§ EXERCISE BRIEF: Work out how many lines below contain "calls", then write only that number.

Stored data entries
————————

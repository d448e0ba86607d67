//! Prompt manifests
//!
//! A manifest is one resolved server payload: params, templates and tools of
//! a single (prompt id, major, minor). Placeholder sets and compiled segments
//! are computed here, once, when the manifest is built.

use std::fmt;

use serde::{Deserialize, Serialize};
use serde_json::{Map, Value};

use crate::placeholder::{CompiledText, contains_marker};
use crate::version::MajorVersion;

/// Opaque identifier of a prompt family
#[derive(Debug, Clone, PartialEq, Eq, Hash, PartialOrd, Ord, Serialize, Deserialize)]
#[serde(transparent)]
pub struct PromptId(String);

impl PromptId {
    pub fn new(id: impl Into<String>) -> Self {
        Self(id.into())
    }

    pub fn as_str(&self) -> &str {
        &self.0
    }
}

impl fmt::Display for PromptId {
    fn fmt(&self, f: &mut fmt::Formatter<'_>) -> fmt::Result {
        f.write_str(&self.0)
    }
}

impl From<&str> for PromptId {
    fn from(id: &str) -> Self {
        Self(id.to_string())
    }
}

impl From<String> for PromptId {
    fn from(id: String) -> Self {
        Self(id)
    }
}

impl AsRef<str> for PromptId {
    fn as_ref(&self) -> &str {
        &self.0
    }
}

/// Which part of a manifest an error or name map refers to
#[derive(Debug, Clone, Copy, PartialEq, Eq, Hash)]
pub enum ItemKind {
    Prompt,
    Params,
    Template,
    Tool,
}

impl fmt::Display for ItemKind {
    fn fmt(&self, f: &mut fmt::Formatter<'_>) -> fmt::Result {
        let s = match self {
            ItemKind::Prompt => "prompt",
            ItemKind::Params => "params",
            ItemKind::Template => "template",
            ItemKind::Tool => "tool",
        };
        f.write_str(s)
    }
}

/// A template body with its placeholders
#[derive(Debug, Clone, PartialEq)]
pub struct Template {
    id: String,
    body: String,
    compiled: CompiledText,
    placeholders: Vec<String>,
}

impl Template {
    pub fn new(id: impl Into<String>, body: impl Into<String>) -> Self {
        let body = body.into();
        let compiled = CompiledText::parse(&body);
        let placeholders = compiled.placeholder_names();
        Self {
            id: id.into(),
            body,
            compiled,
            placeholders,
        }
    }

    pub fn id(&self) -> &str {
        &self.id
    }

    pub fn body(&self) -> &str {
        &self.body
    }

    /// Source-side placeholder names in first-occurrence order
    pub fn placeholders(&self) -> &[String] {
        &self.placeholders
    }

    pub(crate) fn compiled(&self) -> &CompiledText {
        &self.compiled
    }
}

/// A leaf string of a tool schema that contains markers
#[derive(Debug, Clone, PartialEq)]
pub(crate) struct ToolLeaf {
    pub(crate) pointer: String,
    pub(crate) text: CompiledText,
}

/// A tool schema with its placeholders
#[derive(Debug, Clone, PartialEq)]
pub struct Tool {
    id: String,
    schema: Value,
    leaves: Vec<ToolLeaf>,
    placeholders: Vec<String>,
}

impl Tool {
    /// Build a tool whose placeholders are discovered from its leaf strings
    pub fn new(id: impl Into<String>, schema: Value) -> Self {
        let leaves = collect_leaves(&schema);
        let mut placeholders: Vec<String> = Vec::new();
        for leaf in &leaves {
            for name in leaf.text.placeholder_names() {
                if !placeholders.contains(&name) {
                    placeholders.push(name);
                }
            }
        }
        Self {
            id: id.into(),
            schema,
            leaves,
            placeholders,
        }
    }

    /// Build a tool with an explicitly declared placeholder list
    ///
    /// Markers in the schema that are not declared are left untouched when
    /// rendering.
    pub fn with_declared(id: impl Into<String>, schema: Value, declared: Vec<String>) -> Self {
        let leaves = collect_leaves(&schema);
        let mut placeholders: Vec<String> = Vec::new();
        for name in declared {
            if !placeholders.contains(&name) {
                placeholders.push(name);
            }
        }
        Self {
            id: id.into(),
            schema,
            leaves,
            placeholders,
        }
    }

    pub fn id(&self) -> &str {
        &self.id
    }

    pub fn schema(&self) -> &Value {
        &self.schema
    }

    pub fn placeholders(&self) -> &[String] {
        &self.placeholders
    }

    pub(crate) fn leaves(&self) -> &[ToolLeaf] {
        &self.leaves
    }
}

fn collect_leaves(schema: &Value) -> Vec<ToolLeaf> {
    let mut leaves = Vec::new();
    walk(schema, String::new(), &mut leaves);
    leaves
}

fn walk(value: &Value, pointer: String, leaves: &mut Vec<ToolLeaf>) {
    match value {
        Value::String(s) if contains_marker(s) => leaves.push(ToolLeaf {
            pointer,
            text: CompiledText::parse(s),
        }),
        Value::Array(items) => {
            for (i, item) in items.iter().enumerate() {
                walk(item, format!("{}/{}", pointer, i), leaves);
            }
        }
        Value::Object(map) => {
            for (key, item) in map {
                let escaped = key.replace('~', "~0").replace('/', "~1");
                walk(item, format!("{}/{}", pointer, escaped), leaves);
            }
        }
        _ => {}
    }
}

/// The resolved definition of one prompt version
#[derive(Debug, Clone, PartialEq)]
pub struct PromptManifest {
    pub prompt_id: PromptId,
    /// `Deployed` or `Undeployed`; never `Pinned`
    pub major: MajorVersion,
    pub minor: Option<u32>,
    pub revision_id: Option<String>,
    pub params: Map<String, Value>,
    pub templates: Vec<Template>,
    pub tools: Vec<Tool>,
}

impl PromptManifest {
    pub fn new(prompt_id: impl Into<PromptId>, major: MajorVersion) -> Self {
        Self {
            prompt_id: prompt_id.into(),
            major,
            minor: None,
            revision_id: None,
            params: Map::new(),
            templates: Vec::new(),
            tools: Vec::new(),
        }
    }

    pub fn with_minor(mut self, minor: u32) -> Self {
        self.minor = Some(minor);
        self
    }

    pub fn with_revision(mut self, revision_id: impl Into<String>) -> Self {
        self.revision_id = Some(revision_id.into());
        self
    }

    pub fn with_param(mut self, key: impl Into<String>, value: Value) -> Self {
        self.params.insert(key.into(), value);
        self
    }

    pub fn with_template(mut self, id: impl Into<String>, body: impl Into<String>) -> Self {
        self.templates.push(Template::new(id, body));
        self
    }

    pub fn with_tool(mut self, id: impl Into<String>, schema: Value) -> Self {
        self.tools.push(Tool::new(id, schema));
        self
    }

    /// Human-readable version, e.g. `1.3`, `1` or `undeployed`
    pub fn version_label(&self) -> String {
        match (&self.major, self.minor) {
            (MajorVersion::Undeployed, _) => self.major.to_string(),
            (major, Some(minor)) => format!("{}.{}", major.number().unwrap_or_default(), minor),
            (major, None) => major.to_string(),
        }
    }

    pub fn template(&self, id: &str) -> Option<&Template> {
        self.templates.iter().find(|t| t.id == id)
    }

    pub fn tool(&self, id: &str) -> Option<&Tool> {
        self.tools.iter().find(|t| t.id == id)
    }
}
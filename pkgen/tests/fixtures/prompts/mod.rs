// @generated by pkgen. DO NOT EDIT.
//! Generated prompt modules

pub mod prompt_a;
use async_trait::async_trait;
use common::{PanicRegistry, ScriptedRegistry};
use promptkit::{
    DirectorySource, FetchKey, GenerationScope, InMemorySource, MajorVersion, ManagerOptions, MinorVersion,
    PromptError, PromptId, PromptManager, PromptManifest, RefreshOutcome, RegistryClient, RegistryError, VersionSpec,
    WeightedMinor,
};
use serde_json::{Value, json};
use tempfile::TempDir;

// =============================================================================
// Helpers
// =============================================================================

fn undeployed(text: &str) -> PromptManifest {
    PromptManifest::new("prompt-a", MajorVersion::Undeployed)
        .with_param("text", json!(text))
        .with_template("body", text)
}

fn deployed(minor: u32, text: &str) -> PromptManifest {
    PromptManifest::new("prompt-a", MajorVersion::Deployed(1))
        .with_minor(minor)
        .with_param("text", json!(text))
        .with_template("body", text)
}

fn body(manager: &PromptManager) -> String {
    manager.get().render_template("body", &[]).unwrap()
}

/// Answers the first fetch, then never answers again
struct HangingRegistry {
    first: Option<PromptManifest>,
    calls: AtomicUsize,
}

#[async_trait]
impl RegistryClient for HangingRegistry {
    async fn fetch_manifest(&self, _prompt_id: &PromptId, _key: &FetchKey) -> Result<PromptManifest, RegistryError> {
        let call = self.calls.fetch_add(1, Ordering::SeqCst);
        match (&self.first, call) {
            (Some(manifest), 0) => Ok(manifest.clone()),
            _ => std::future::pending().await,
        }
    }

    async fn fetch_manifests_for_generation(
        &self,
        _scope: &GenerationScope,
    ) -> Result<Vec<PromptManifest>, RegistryError> {
        Ok(Vec::new())
    }
}

// =============================================================================
// Refresh timing
// =============================================================================

#[tokio::test(start_paused = true)]
async fn test_undeployed_reflects_remote_change_after_one_interval() {
    let registry = Arc::new(ScriptedRegistry::serving(undeployed("first")));
    let manager = PromptManager::start(
        "prompt-a",
        VersionSpec::undeployed(),
        registry.clone(),
        ManagerOptions::default(),
    )
    .await
    .unwrap();
    assert_eq!(body(&manager), "first");

    registry.set_manifest(undeployed("second"));

    tokio::time::sleep(Duration::from_secs(5)).await;
    assert_eq!(body(&manager), "first");

    tokio::time::sleep(Duration::from_secs(6)).await;
    assert_eq!(body(&manager), "second");
    assert_eq!(manager.get().stamp(), 2);
    assert_eq!(registry.calls(), 2);

    manager.stop().await;
}

#[tokio::test(start_paused = true)]
async fn test_latest_minor_is_reconciled() {
    let registry = Arc::new(ScriptedRegistry::serving(deployed(0, "minor zero")));
    let options = ManagerOptions::default().with_refresh_interval(Duration::from_secs(2));
    let manager = PromptManager::start("prompt-a", VersionSpec::latest(1), registry.clone(), options)
        .await
        .unwrap();
    assert_eq!(manager.get().version(), "1.0");

    registry.set_manifest(deployed(1, "minor one"));
    tokio::time::sleep(Duration::from_millis(2500)).await;

    let ctx = manager.get();
    assert_eq!(ctx.version(), "1.1");
    assert_eq!(ctx.param("text"), Some(&json!("minor one")));
    manager.stop().await;
}

#[tokio::test(start_paused = true)]
async fn test_unchanged_refresh_keeps_stamp() {
    let registry = Arc::new(ScriptedRegistry::serving(undeployed("same")));
    let manager = PromptManager::start(
        "prompt-a",
        VersionSpec::undeployed(),
        registry.clone(),
        ManagerOptions::default(),
    )
    .await
    .unwrap();
    let before = manager.get();

    tokio::time::sleep(Duration::from_secs(35)).await;

    let after = manager.get();
    assert!(before.same_snapshot(&after));
    assert_eq!(after.stamp(), 1);
    let stats = manager.stats();
    assert_eq!(stats.refresh_count, 3);
    assert_eq!(stats.error_count, 0);
    assert_eq!(registry.calls(), 4);
    manager.stop().await;
}
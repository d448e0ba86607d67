//! Prompt registry access
//!
//! The `RegistryClient` trait is the only seam through which prompts are
//! fetched; `HttpRegistryClient` is the production implementation.

pub mod client;
mod error;
mod http;
pub mod wire;

pub use client::{GenerationScope, RegistryClient};
pub use error::RegistryError;
pub use http::HttpRegistryClient;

————————

§ FINISHED TASK: 4